INSTRUCTIONS TO FOLLOW: All of the data below must be repeated exactly.

Saved data entries
☆ ☆ ☆
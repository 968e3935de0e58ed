//! Container-specific error types.

use std::error::Error;
use std::fmt;

/// Errors that can occur during container operations.
#[derive(Clone, Debug, PartialEq, Eq)]
pub enum ContainerError {
    /// The [`ContainerConfig`](crate::ContainerConfig) failed validation.
    InvalidConfig {
        /// Description of the violated invariant.
        reason: String,
    },
    /// Growing would exceed the configured particle budget.
    CapacityExceeded {
        /// Particle count that was needed.
        requested: u64,
        /// Configured maximum capacity.
        max: u32,
    },
}

impl fmt::Display for ContainerError {
    fn fmt(&self, f: &mut fmt::Formatter<'_>) -> fmt::Result {
        match self {
            Self::InvalidConfig { reason } => write!(f, "invalid container config: {reason}"),
            Self::CapacityExceeded { requested, max } => {
                write!(
                    f,
                    "particle capacity exceeded: requested {requested}, max {max}"
                )
            }
        }
    }
}

impl Error for ContainerError {}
☆ ☆ ☆
ANSWER SPACE:
repository 968e3935de0e58ed
//! Container-specific error types.

use std::error::Error;
use std::fmt;

/// Errors that can occur during container operations.
#[derive(Clone, Debug, PartialEq, Eq)]
pub enum ContainerError {
    /// The [`ContainerConfig`](crate::ContainerConfig) failed validation.
    InvalidConfig {
        /// Description of the violated invariant.
        reason: String,
    },
    /// Growing would exceed the configured particle budget.
    CapacityExceeded {
        /// Particle count that was needed.
        requested: u64,
        /// Configured maximum capacity.
        max: u32,
    },
}

impl fmt::Display for ContainerError {
    fn fmt(&self, f: &mut fmt::Formatter<'_>) -> fmt::Result {
        match self {
            Self::InvalidConfig { reason } => write!(f, "invalid container config: {reason}"),
            Self::CapacityExceeded { requested, max } => {
                write!(
                    f,
                    "particle capacity exceeded: requested {requested}, max {max}"
                )
            }
        }
    }
}

impl Error for ContainerError {}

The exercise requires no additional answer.